• Directions for this task
A complete answer includes every line below with the word "dashboard".

• Stored data
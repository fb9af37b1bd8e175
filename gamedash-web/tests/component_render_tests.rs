//! SSR renders of the individual dashboard components.

use std::collections::BTreeSet;

use futures::executor::block_on;
use gamedash_core::{PlatformYearCount, ScorePair, YearRange};
use gamedash_web::charts;
use gamedash_web::components::charts::area::{AreaChart, AreaChartProps};
use gamedash_web::components::charts::scatter::{ScatterChart, ScatterChartProps};
use gamedash_web::components::multi_select::{MultiSelect, MultiSelectProps};
use gamedash_web::components::year_slider::{YearSlider, YearSliderProps};
use yew::{AttrValue, Callback, LocalServerRenderer};

fn row(year: u16, platform: &str, count: usize) -> PlatformYearCount {
    PlatformYearCount {
        year,
        platform: platform.to_string(),
        count,
    }
}

fn pair(user: f32, critic: f32, genre: &str) -> ScorePair {
    ScorePair {
        user_score: user,
        critic_score: critic,
        genre: genre.to_string(),
    }
}

#[test]
fn area_chart_legend_lists_every_platform() {
    let spec = charts::area_chart(&[
        row(2001, "PC", 1),
        row(2002, "Wii", 3),
        row(2002, "X360", 2),
    ])
    .expect("non-empty rows");
    let html = block_on(
        LocalServerRenderer::<AreaChart>::with_props(AreaChartProps { spec }).render(),
    );
    for platform in ["PC", "Wii", "X360"] {
        assert!(html.contains(platform), "legend missing {platform}");
    }
    assert_eq!(html.matches("<polygon").count(), 3);
    assert!(html.contains("Year of release"));
    assert!(html.contains("Number of games"));
}

#[test]
fn scatter_chart_renders_axis_labels_and_points() {
    let spec =
        charts::scatter_chart(&[pair(8.0, 85.0, "RPG"), pair(3.4, 88.0, "Shooter")])
            .expect("non-empty pairs");
    let html = block_on(
        LocalServerRenderer::<ScatterChart>::with_props(ScatterChartProps { spec }).render(),
    );
    assert_eq!(html.matches("<circle").count(), 2);
    assert!(html.contains("User score"));
    assert!(html.contains("Critic score"));
}

#[test]
fn multi_select_marks_options_only_when_selected() {
    let props = |selected: BTreeSet<String>| MultiSelectProps {
        label: AttrValue::from("Rating"),
        placeholder: AttrValue::from("Select a rating type"),
        options: vec![
            AttrValue::from("E"),
            AttrValue::from("M"),
            AttrValue::from("T"),
        ],
        selected,
        on_toggle: Callback::noop(),
    };
    let unselected = block_on(
        LocalServerRenderer::<MultiSelect>::with_props(props(BTreeSet::new())).render(),
    );
    assert!(!unselected.contains("checked"));

    let selected = block_on(
        LocalServerRenderer::<MultiSelect>::with_props(props(BTreeSet::from(["M".to_string()])))
            .render(),
    );
    assert!(selected.contains("checked"));
}

#[test]
fn year_slider_renders_one_mark_per_year() {
    let props = YearSliderProps {
        span: YearRange::new(2000, 2003),
        marks: vec![2000, 2001, 2002, 2003],
        value: YearRange::new(2000, 2002),
        on_change: Callback::noop(),
    };
    let html = block_on(LocalServerRenderer::<YearSlider>::with_props(props).render());
    assert_eq!(html.matches("class=\"mark\"").count(), 4);
}
mod reports;
mod scenarios;
mod sweeps;

use std::fs::File;
use std::io::Write;
use std::path::{Path, PathBuf};
use std::time::Instant;

use anyhow::{Context, Result};
use clap::Parser;
use colored::Colorize;
use gamedash_core::Dataset;
use log::info;

use reports::{generate_console_report, generate_json_report, generate_markdown_report};
use scenarios::{SCENARIOS, ScenarioResult, run_scenario};

#[derive(Debug, Parser)]
#[command(name = "gamedash-tester", version)]
#[command(about = "Headless QA for the gamedash dashboard core - fixtures and property sweeps")]
struct Args {
    /// Dataset to load (CSV with the dashboard's fixed schema)
    #[arg(long, default_value = "gamedash-web/static/assets/data/games.csv")]
    dataset: PathBuf,

    /// Scenarios to run (comma-separated), or "all"
    #[arg(long, default_value = "smoke")]
    scenarios: String,

    /// List all available scenarios and exit
    #[arg(long)]
    list_scenarios: bool,

    /// Seeds for the randomized sweeps (comma-separated)
    #[arg(long, default_value = "1337")]
    seeds: String,

    /// Iterations per seed for the randomized sweeps
    #[arg(long, default_value_t = 100)]
    iterations: usize,

    /// Output report format
    #[arg(long, default_value = "console")]
    #[arg(value_parser = ["json", "markdown", "console"])]
    report: String,

    /// Optional path to write a json/markdown report instead of stdout
    #[arg(long)]
    output: Option<PathBuf>,

    /// Verbose output
    #[arg(short, long)]
    verbose: bool,
}

fn main() -> Result<()> {
    env_logger::init();
    let args = Args::parse();

    if args.list_scenarios {
        println!("Available scenarios:");
        for (key, description) in SCENARIOS {
            println!("  {key:20} - {description}");
        }
        return Ok(());
    }

    println!("{}", "Gamedash Tester".bright_cyan().bold());
    println!("{}", "===============".cyan());

    let dataset = load_dataset(&args.dataset)?;
    info!(
        "dataset {} loaded with {} records",
        args.dataset.display(),
        dataset.len()
    );

    let seeds = parse_seeds(&args.seeds)?;
    let start_time = Instant::now();

    let mut results: Vec<ScenarioResult> = Vec::new();
    for name in expand_scenarios(&args.scenarios) {
        if args.verbose {
            println!("Running {}...", name.bold());
        }
        let result = run_scenario(&name, &dataset, &seeds, args.iterations)?;
        if args.verbose {
            println!(
                "  {} checks, {} failures",
                result.checks_run,
                result.failures.len()
            );
        }
        results.push(result);
    }

    write_report(&args, &results, start_time)?;

    if results.iter().any(|r| !r.passed) {
        std::process::exit(1);
    }
    Ok(())
}

fn load_dataset(path: &Path) -> Result<Dataset> {
    let file =
        File::open(path).with_context(|| format!("cannot open dataset {}", path.display()))?;
    Dataset::from_csv_reader(file)
        .with_context(|| format!("cannot load dataset {}", path.display()))
}

fn parse_seeds(seeds_arg: &str) -> Result<Vec<u64>> {
    split_csv(seeds_arg)
        .iter()
        .map(|token| {
            token
                .parse::<u64>()
                .with_context(|| format!("invalid seed {token:?}"))
        })
        .collect()
}

fn expand_scenarios(scenarios_arg: &str) -> Vec<String> {
    let mut scenarios = split_csv(scenarios_arg);
    if scenarios.contains(&"all".to_string()) {
        scenarios.retain(|s| s != "all");
        scenarios.extend(SCENARIOS.iter().map(|(key, _)| (*key).to_string()));
    }
    scenarios.dedup();
    scenarios
}

fn split_csv(value: &str) -> Vec<String> {
    value
        .split(',')
        .map(str::trim)
        .filter(|s| !s.is_empty())
        .map(str::to_string)
        .collect()
}

fn write_report(args: &Args, results: &[ScenarioResult], start_time: Instant) -> Result<()> {
    let rendered = match args.report.as_str() {
        "json" => Some(generate_json_report(results)?),
        "markdown" => Some(generate_markdown_report(results)),
        _ => {
            generate_console_report(results, start_time.elapsed());
            None
        }
    };
    if let Some(content) = rendered {
        match &args.output {
            Some(path) => {
                let mut file = File::create(path)
                    .with_context(|| format!("cannot write report to {}", path.display()))?;
                file.write_all(content.as_bytes())?;
            }
            None => println!("{content}"),
        }
    }
    Ok(())
}

#[cfg(test)]
mod tests {
    use super::*;

    #[test]
    fn split_csv_trims_and_drops_empties() {
        assert_eq!(split_csv("smoke, full-sweep ,"), ["smoke", "full-sweep"]);
    }

    #[test]
    fn all_expands_to_the_full_catalog() {
        let expanded = expand_scenarios("all");
        for (key, _) in SCENARIOS {
            assert!(expanded.contains(&key.to_string()));
        }
    }

    #[test]
    fn seeds_parse_or_fail_loudly() {
        assert_eq!(parse_seeds("1337,42").unwrap(), [1337, 42]);
        assert!(parse_seeds("not-a-seed").is_err());
    }
}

• Response to this exercise
//! SSR renders of the individual dashboard components.
#[command(about = "Headless QA for the gamedash dashboard core - fixtures and property sweeps")]
    /// Dataset to load (CSV with the dashboard's fixed schema)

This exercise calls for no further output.